I empathize with the bitter masses: Tennis is a beautiful joy; adulthood is exhausting, frustrating, and relentless with its responsibilities and disappointments. Yet I cannot forget the repeated image of one or two or three fans standing up from tens of thousands on Thursday night to deliver monologues at the end of the world. I cannot stop thinking about how they were led out of the arena, the audience cursing and jeering, with their heads lowered or raised in defiance.

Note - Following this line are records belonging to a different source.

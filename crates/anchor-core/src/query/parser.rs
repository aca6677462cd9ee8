//! Query Parser
//!
//! Turns a free-form natural-language query into the structured form the
//! pipeline searches with: a sanitized token list for full-text matching,
//! temporal year tags, scope tags/buckets, an inferred intent, and entity
//! pairs for relationship boosting. The whole pass is deterministic.

use std::collections::BTreeSet;
use std::sync::LazyLock;

use chrono::{DateTime, Datelike, Days, Months, Utc};
use regex::Regex;

use crate::config::AnchorConfig;
use crate::memory::Intent;
use crate::query::pos;

/// The closed set of semantic categories a hashtag can name.
const SEMANTIC_CATEGORIES: &[&str] = &[
    "causal", "emotional", "industry", "location", "narrative", "relationship", "technical",
    "temporal",
];

/// Tokens that join two entities into a pair worth boosting.
const PAIR_INDICATORS: &[&str] = &[
    "about", "and", "called", "met", "said", "texted", "told", "visited", "with",
];

/// Intent marker lexicons, probed against the raw query.
const EMOTIONAL_MARKERS: &[&str] = &[
    "afraid", "angry", "anxious", "excited", "feel", "feeling", "felt", "grief", "happy", "hate",
    "joy", "lonely", "love", "loved", "mood", "sad",
];
const TEMPORAL_MARKERS: &[&str] = &[
    "after", "ago", "before", "during", "last", "latest", "month", "recent", "timeline", "today",
    "tomorrow", "week", "when", "year", "yesterday",
];
const RELATIONAL_MARKERS: &[&str] = &[
    "brother", "colleague", "family", "father", "friend", "husband", "met", "mother", "partner",
    "relationship", "said", "sister", "talked", "together", "told", "wife",
];
const CREATIVE_MARKERS: &[&str] = &[
    "brainstorm", "compose", "create", "design", "draft", "idea", "ideas", "imagine", "invent",
    "sketch", "story", "write", "writing",
];

static RE_LAST_SPAN: LazyLock<Regex> = LazyLock::new(|| {
    Regex::new(r"(?i)\b(?:last|past)\s+(\d{1,3})\s+(days?|months?|years?)\b").expect("valid regex")
});
static RE_YEAR_RANGE: LazyLock<Regex> = LazyLock::new(|| {
    Regex::new(r"(?i)\b(?:from|between)\s+(20[2-3]\d)\s+(?:to|and)\s+(20[2-3]\d)\b")
        .expect("valid regex")
});
static RE_BARE_YEAR: LazyLock<Regex> =
    LazyLock::new(|| Regex::new(r"\b(20[2-3]\d)\b").expect("valid regex"));

/// Conversational frames rewritten down to their payload. The first match
/// wins; the payload becomes an alternate query form.
static CONVERSATIONAL_FRAMES: LazyLock<Vec<Regex>> = LazyLock::new(|| {
    [
        r"^what is the (?:latest|recent) (.+)$",
        r"^what (?:is|are|was|were) (?:the )?(.+)$",
        r"^tell me about (.+)$",
        r"^do you remember (?:when )?(.+)$",
        r"^remind me (?:about|of) (.+)$",
    ]
    .iter()
    .map(|p| Regex::new(p).expect("valid regex"))
    .collect()
});

// ============================================================================
// PARSED QUERY
// ============================================================================

/// The structured form of a query, ready for the search pipeline
#[derive(Debug, Clone, Default)]
pub struct ParsedQuery {
    /// The query exactly as received
    pub raw: String,
    /// Surviving tokens joined with single spaces; FTS-safe
    pub sanitized: String,
    /// Conversationally-expanded alternates, same sanitization
    pub alternates: Vec<String>,
    /// Surviving tokens, lowercased, deduplicated, insertion-ordered
    pub tokens: Vec<String>,
    /// Four-digit years implicated by the query
    pub temporal_tags: BTreeSet<String>,
    /// Semantic-category and free hashtag scope
    pub scope_tags: BTreeSet<String>,
    /// Recognized bucket names
    pub scope_buckets: BTreeSet<String>,
    pub intent: Intent,
    /// Entity pairs (both orientations) for relationship boosting
    pub entity_pairs: Vec<(String, String)>,
}

impl ParsedQuery {
    /// True when nothing searchable survived parsing.
    pub fn is_empty(&self) -> bool {
        self.sanitized.is_empty()
    }

    /// Years as a sorted vec, for SQL parameter binding.
    pub fn years(&self) -> Vec<String> {
        self.temporal_tags.iter().cloned().collect()
    }
}

// ============================================================================
// PARSER
// ============================================================================

/// Deterministic query parser
pub struct QueryParser {
    pos_whitelist: Vec<String>,
    known_buckets: Vec<String>,
}

impl QueryParser {
    pub fn new(config: &AnchorConfig) -> Self {
        Self {
            pos_whitelist: config.pos_whitelist.iter().map(|w| w.to_lowercase()).collect(),
            known_buckets: config.known_buckets.iter().map(|b| b.to_lowercase()).collect(),
        }
    }

    /// Parse a query against the current wall clock.
    pub fn parse(&self, raw: &str, explicit_tags: &[String]) -> ParsedQuery {
        self.parse_at(raw, explicit_tags, Utc::now())
    }

    /// Parse with an explicit "now", so relative spans are testable.
    pub fn parse_at(
        &self,
        raw: &str,
        explicit_tags: &[String],
        now: DateTime<Utc>,
    ) -> ParsedQuery {
        let mut parsed = ParsedQuery {
            raw: raw.to_string(),
            intent: infer_intent(raw),
            ..Default::default()
        };

        let trimmed = raw.trim();
        if trimmed.is_empty() {
            return parsed;
        }

        // 1. Hashtags route to scope sets; their bare labels stay searchable.
        let mut hashtag_terms: Vec<String> = Vec::new();
        let mut remainder_parts: Vec<&str> = Vec::new();
        for word in trimmed.split_whitespace() {
            if let Some(stripped) = word.strip_prefix('#') {
                let label: String = stripped
                    .trim_matches(|c: char| !c.is_alphanumeric())
                    .to_lowercase();
                if label.is_empty() {
                    continue;
                }
                self.classify_tag(&label, &mut parsed);
                hashtag_terms.push(label);
            } else {
                remainder_parts.push(word);
            }
        }
        for tag in explicit_tags {
            let label = tag.trim_start_matches('#').trim().to_lowercase();
            if !label.is_empty() {
                self.classify_tag(&label, &mut parsed);
            }
        }
        let mut working = remainder_parts.join(" ");

        // 2. Temporal markers become year tags and leave the token stream.
        for caps in RE_LAST_SPAN.captures_iter(&working) {
            if let Ok(n) = caps[1].parse::<u64>() {
                let start = match caps[2].to_lowercase().chars().next() {
                    Some('d') => now.checked_sub_days(Days::new(n)),
                    Some('m') => now.checked_sub_months(Months::new(n as u32)),
                    _ => now.checked_sub_months(Months::new((n as u32).saturating_mul(12))),
                };
                if let Some(start) = start {
                    for year in start.year()..=now.year() {
                        parsed.temporal_tags.insert(year.to_string());
                    }
                }
            }
        }
        working = RE_LAST_SPAN.replace_all(&working, " ").into_owned();

        for caps in RE_YEAR_RANGE.captures_iter(&working) {
            let a: i32 = caps[1].parse().unwrap_or(0);
            let b: i32 = caps[2].parse().unwrap_or(0);
            let (lo, hi) = if a <= b { (a, b) } else { (b, a) };
            for year in lo..=hi {
                parsed.temporal_tags.insert(year.to_string());
            }
        }
        working = RE_YEAR_RANGE.replace_all(&working, " ").into_owned();

        for caps in RE_BARE_YEAR.captures_iter(&working) {
            parsed.temporal_tags.insert(caps[1].to_string());
        }
        working = RE_BARE_YEAR.replace_all(&working, " ").into_owned();

        // 3. Tokenize what's left, original case intact for the POS pass.
        let raw_tokens: Vec<&str> = working
            .split(|c: char| !c.is_alphanumeric())
            .filter(|t| !t.is_empty())
            .collect();

        // 4. Entity pairs: X <indicator> Y over the unfiltered stream.
        for window in raw_tokens.windows(3) {
            let indicator = window[1].to_lowercase();
            if PAIR_INDICATORS.binary_search(&indicator.as_str()).is_ok()
                && is_entity_candidate(window[0])
                && is_entity_candidate(window[2])
            {
                let x = window[0].to_lowercase();
                let y = window[2].to_lowercase();
                parsed.entity_pairs.push((x.clone(), y.clone()));
                parsed.entity_pairs.push((y, x));
            }
        }

        // 5. POS filter + whitelist, then fold the hashtag labels back in.
        let mut tokens: Vec<String> = Vec::new();
        for token in &raw_tokens {
            if token.len() <= 2 {
                continue;
            }
            let lower = token.to_lowercase();
            if self.pos_whitelist.contains(&lower) || pos::keep(token) {
                if !tokens.contains(&lower) {
                    tokens.push(lower);
                }
            }
        }
        for term in hashtag_terms {
            if term.len() > 2 && !tokens.contains(&term) {
                tokens.push(term);
            }
        }

        parsed.sanitized = tokens.join(" ");
        parsed.tokens = tokens;

        // 6. Nothing survived: fall back to the sanitized raw query.
        if parsed.sanitized.is_empty() {
            let fallback = sanitize_text(trimmed);
            parsed.tokens = fallback.split_whitespace().map(str::to_string).collect();
            parsed.sanitized = fallback;
        }

        // 7. Conversational frames yield alternate query forms.
        let lowered = trimmed.to_lowercase();
        let lowered = lowered.trim_end_matches(['?', '.', '!']);
        for frame in CONVERSATIONAL_FRAMES.iter() {
            if let Some(caps) = frame.captures(lowered) {
                let alternate = self.sanitize_tokens(&caps[1]);
                if !alternate.is_empty() && alternate != parsed.sanitized {
                    parsed.alternates.push(alternate);
                }
                break;
            }
        }

        parsed
    }

    /// Route a bare hashtag label to scope tags or buckets.
    fn classify_tag(&self, label: &str, parsed: &mut ParsedQuery) {
        if SEMANTIC_CATEGORIES.binary_search(&label).is_ok() {
            parsed.scope_tags.insert(label.to_string());
        } else if self.known_buckets.iter().any(|b| b == label) {
            parsed.scope_buckets.insert(label.to_string());
        } else {
            parsed.scope_tags.insert(label.to_string());
        }
    }

    /// POS-filter and sanitize an arbitrary phrase.
    fn sanitize_tokens(&self, phrase: &str) -> String {
        phrase
            .split(|c: char| !c.is_alphanumeric())
            .filter(|t| t.len() > 2)
            .filter(|t| self.pos_whitelist.contains(&t.to_lowercase()) || pos::keep(t))
            .map(|t| t.to_lowercase())
            .collect::<Vec<_>>()
            .join(" ")
    }
}

/// Replace non-alphanumerics with spaces and collapse runs.
fn sanitize_text(text: &str) -> String {
    text.to_lowercase()
        .split(|c: char| !c.is_alphanumeric())
        .filter(|t| !t.is_empty())
        .collect::<Vec<_>>()
        .join(" ")
}

fn is_entity_candidate(token: &str) -> bool {
    token.len() > 2
        && !token.chars().all(|c| c.is_ascii_digit())
        && pos::tag(token) != pos::PartOfSpeech::Function
}

/// Count marker-lexicon hits and pick the winning intent; factual scores a
/// baseline 1 and ties resolve in fixed priority order.
fn infer_intent(raw: &str) -> Intent {
    let mut emotional = 0usize;
    let mut temporal = 0usize;
    let mut relational = 0usize;
    let mut creative = 0usize;

    for token in raw.to_lowercase().split(|c: char| !c.is_alphanumeric()) {
        if token.is_empty() {
            continue;
        }
        if EMOTIONAL_MARKERS.binary_search(&token).is_ok() {
            emotional += 1;
        }
        if TEMPORAL_MARKERS.binary_search(&token).is_ok() {
            temporal += 1;
        }
        if RELATIONAL_MARKERS.binary_search(&token).is_ok() {
            relational += 1;
        }
        if CREATIVE_MARKERS.binary_search(&token).is_ok() {
            creative += 1;
        }
    }

    let ranked = [
        (Intent::Emotional, emotional),
        (Intent::Temporal, temporal),
        (Intent::Relational, relational),
        (Intent::Creative, creative),
        (Intent::Factual, 1),
    ];
    let best = ranked.iter().map(|(_, s)| *s).max().unwrap_or(1);
    ranked
        .iter()
        .find(|(_, s)| *s == best)
        .map(|(i, _)| *i)
        .unwrap_or(Intent::Factual)
}

// ============================================================================
// TESTS
// ============================================================================
//! Compile-time build information.

include!(concat!(env!("OUT_DIR"), "/build_info.rs"));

Human-caused climate change has been around for less time than tennis, but it will leave its scars on the earth for longer—much longer, millennia and millennia longer—than the outlines of our hard courts; than our fleeting forehands, backhands, and break points. The climate catastrophe is the real drama, and we are the main characters, not the audience. Seeing the silenced few led out by police through the raucous, booing masses reminds me of Marie Darrieussecq’s Sleepless, a book-length essay that describes society sleeping peacefully through decades while “the programmed destruction of wild animals” goes on. The few true insomniacs toss and turn, their blood-red eyes glow in the dark; we sleep, we sleep. “The bestiary in our books is shrinking,” she writes, “the soundtrack of our nights is fading, and we are like the characters in A Void, tormented, no longer knowing what is no longer there.”